We believe that was the case for 2015 first-rounder Noah Juulsen. The steady defenceman turned 21 on Monday, just hours after playing more than 20 minutes in what turned out to be a 2-1 loss to the New Jersey Devils. It was his 20th game with the Canadiens and one in which he did an exceptional job of shutting down Devils leading scorer Taylor Hall. That was clear progress for the kid who kicked off training camp with a broken foot and only got into his first professional regular season game with the AHL’s Laval Rocket on Nov. 29.
Juulsen might have made it up to the Canadiens for a cup of coffee at some point regardless, but a season-ending injury to Shea Weber—and another to 19-year-old defenceman Victor Mete—opened the door for Juulsen to play important minutes down the stretch. And now that he’s faced off against the likes of Hall, Sidney Crosby, Evgeni Malkin, Alex Ovechkin and Nicklas Backstrom among others, there’s a sense Juulsen will make a valid push for a position on the main roster at the start of next training camp.
We like Juulsen’s chances of breaking through and serving as a third-pairing guy if everyone on the Canadiens’ blue line is healthy to start next season. He’s not a prolific point producer, but he’s a heady player who moves the puck efficiently and has a physical dimension to his game. So long as he continues on the path he’s forged over the past two months, there’s no reason to doubt Noah Juulsen will make it soon.
REASONS FOR OPTIMISM
Nikita Scherbak, RW: The skilled, 22-year-old forward finally put his work boots on and produced more than a point per game at the AHL level before coming up to the Canadiens for the final leg of their season.
The four goals Scherbak’s scored in 24 games with Montreal have made it clear he has elite finishing ability. But we’re more impressed with his attitude and work ethic, which had been questionable over his first two seasons with the organization.
Scherbak was a first-round pick (26th overall) in 2014 for a reason. He’s got all the tools to be an NHL player—size, speed and a great set of hands. If he continues to work on the defensive side of the game and ensures that his effort level is consistent, he’s got a chance of becoming a full-timer next season.
Rinat Valiev, D: Acquired in the Tomas Plekanec trade with the Toronto Maple Leafs, Valiev has NHL potential. We’re not sure if he’ll realize it by next season, but the 22-year-old is going to have every opportunity to earn a spot when training camp opens in the fall.
He plays a steady, all-around game and nothing too flashy. But Valiev can skate and move the puck, which are important assets for a defenceman in today’s game.
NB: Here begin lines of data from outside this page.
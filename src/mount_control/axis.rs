use crate::collab::{GuiderSource, TargetSource};
use crate::config::{AxisSettings, ConfigError, Thresholds};
use crate::drive::params::axis_param;
use crate::drive::{Drive, DriveError};
use crate::metrics::{Field, MetricsSink};
use crate::mount_control::pid::{Pid, PidTerms};
use crate::mount_control::{AxisKind, AxisState, CommandResult, MountFrame};
use crate::periodic::PeriodicTask;
use crate::pointing_model::ModelStore;
use crate::units::{Degrees, DegreesPerSecond, Microsteps, UnitConverter};
use parking_lot::Mutex;
use retry::delay::Fixed;
use std::sync::atomic::{AtomicBool, Ordering};
use std::sync::Arc;
use std::thread::{self, JoinHandle};
use std::time::{Duration, Instant};
use thiserror::Error;
use tracing::{debug, info, warn};

/// Attempts for an externally issued drive command.
const COMMAND_TRIES: usize = 5;
/// Attempts for the unconditional out-of-limits stop.
const OOL_STOP_TRIES: usize = 10;
const RETRY_DELAY_MS: u64 = 500;

const VOLTAGE_CHANNEL: u8 = 8;
const TEMPERATURE_CHANNEL: u8 = 9;

#[derive(Debug, Error)]
pub enum AxisError {
    #[error(transparent)]
    Config(#[from] ConfigError),
    #[error("axis {axis}: writing driver parameter {parameter} failed: {source}")]
    Configure {
        axis: String,
        parameter: u8,
        #[source]
        source: DriveError,
    },
}

/// Telemetry and control snapshot of one axis, published at every publish
/// tick and served to the status surface.
#[derive(Debug, Clone, Default)]
pub struct AxisStatus {
    pub state: AxisState,
    pub errors: u64,
    pub success: u64,
    pub last_error: String,
    pub last_command: String,
    pub looptime: f64,
    pub looprate: f64,
    pub pos_mount_microsteps: Microsteps,
    pub pos_mount_degrees: Degrees,
    pub pos_celestial_degrees: Degrees,
    pub pos_encoder_microsteps: Microsteps,
    pub pos_encoder_degrees: Degrees,
    pub vel_internal_microsteps: i32,
    pub vel_internal_degrees: DegreesPerSecond,
    pub driver_status_flags: u32,
    pub driver_error_flags: u32,
    pub driver_temperature: i32,
    pub driver_voltage: f64,
    pub trajectory_setpoint: Degrees,
    pub trajectory_error: Degrees,
    pub off_axis_setpoint: Degrees,
    pub off_axis_value: Degrees,
    pub off_axis_error: Degrees,
    pub on_target: bool,
    pub off_axis_on_target: bool,
    pub out_of_limits: bool,
    pub correction_active: bool,
    pub position_terms: PidTerms,
    pub off_axis_terms: PidTerms,
}

impl AxisStatus {
    /// Flat key/value record for the metrics sink.
    pub fn fields(&self) -> Vec<(&'static str, Field)> {
        vec![
            ("state", self.state.as_str().into()),
            ("errors", self.errors.into()),
            ("success", self.success.into()),
            ("last_error", self.last_error.as_str().into()),
            ("last_command", self.last_command.as_str().into()),
            ("looptime", self.looptime.into()),
            ("looprate", self.looprate.into()),
            ("pos_mount_microsteps", self.pos_mount_microsteps.into()),
            ("pos_mount_degrees", self.pos_mount_degrees.into()),
            ("pos_celestial_degrees", self.pos_celestial_degrees.into()),
            ("pos_encoder_microsteps", self.pos_encoder_microsteps.into()),
            ("pos_encoder_degrees", self.pos_encoder_degrees.into()),
            ("vel_internal_microsteps", self.vel_internal_microsteps.into()),
            ("vel_internal_degrees", self.vel_internal_degrees.into()),
            ("driver_status_flags", self.driver_status_flags.into()),
            ("driver_error_flags", self.driver_error_flags.into()),
            ("driver_temperature", self.driver_temperature.into()),
            ("driver_voltage", self.driver_voltage.into()),
            ("pos_target_degrees", self.trajectory_setpoint.into()),
            ("pos_error_degrees", self.trajectory_error.into()),
            ("off_axis_setpoint", self.off_axis_setpoint.into()),
            ("off_axis_value", self.off_axis_value.into()),
            ("off_axis_error", self.off_axis_error.into()),
            ("on_target", self.on_target.into()),
            ("off_axis_on_target", self.off_axis_on_target.into()),
            ("out_of_limits", self.out_of_limits.into()),
            ("correction_active", self.correction_active.into()),
            ("position_p", self.position_terms.p.into()),
            ("position_i", self.position_terms.i.into()),
            ("position_d", self.position_terms.d.into()),
            ("off_axis_p", self.off_axis_terms.p.into()),
            ("off_axis_i", self.off_axis_terms.i.into()),
            ("off_axis_d", self.off_axis_terms.d.into()),
        ]
    }
}

/// Collaborators shared by both axes, injected at construction.
#[derive(Clone)]
pub struct AxisContext {
    pub frame: MountFrame,
    pub model: Arc<ModelStore>,
    pub target: Arc<dyn TargetSource>,
    pub guider: Arc<dyn GuiderSource>,
    pub metrics: Arc<dyn MetricsSink>,
}

/// State owned by the per-axis mutex: the drive client and all shared
/// mutable control state.
struct Inner {
    drive: Box<dyn Drive>,
    state: AxisState,
    next_state: AxisState,
    position_pid: Pid,
    off_axis_pid: Pid,
    previous_velocity: Microsteps,
    status: AxisStatus,
}

/// Everything the control loop needs, detached from the [`Axis`] handle so
/// the loop thread owns its own copy.
#[derive(Clone)]
struct LoopContext {
    kind: AxisKind,
    name: String,
    conv: UnitConverter,
    max_velocity: Microsteps,
    limit_min: Degrees,
    limit_max: Degrees,
    thresholds: Thresholds,
    inner: Arc<Mutex<Inner>>,
    frame: MountFrame,
    model: Arc<ModelStore>,
    target: Arc<dyn TargetSource>,
    guider: Arc<dyn GuiderSource>,
}

/// Controller of one physical axis: owns the drive client, both PID loops,
/// the state machine and the control-loop thread.
pub struct Axis {
    kind: AxisKind,
    name: String,
    settings: AxisSettings,
    conv: UnitConverter,
    max_velocity: Microsteps,
    inner: Arc<Mutex<Inner>>,
    ctx: AxisContext,
    running: Arc<AtomicBool>,
    loop_handle: Option<JoinHandle<()>>,
    poll_task: Option<PeriodicTask>,
    publish_task: Option<PeriodicTask>,
}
That Montreal is short on players who can do those things gives him an opportunity he might not have had with the Maple Leafs.
Unfortunately, Valiev was hurt in his second game with the Canadiens, but he’s on the mend and will get a full summer’s worth of training in before giving it his best at camp next fall.
Jake Evans, F: The all-around forward is suiting up for Notre Dame this week at the Frozen Four and hoping to help the Fighting Irish win a national championship.
There are no guarantees Evans, a senior and a pending unrestricted free agent, will sign with the Canadiens, but he’s made it clear—as recently as in this interview with The Athletic—that he has great relationships with people in the organization and appreciates the chance they took drafting him back in 2014 (seventh round, 207th overall).
Coming off a 42-point run in 38 games with Notre Dame and an impressive mid-season stint with Canada’s National Men’s Team, a chance to play in the NHL as soon as next season might tip the scales Montreal’s way.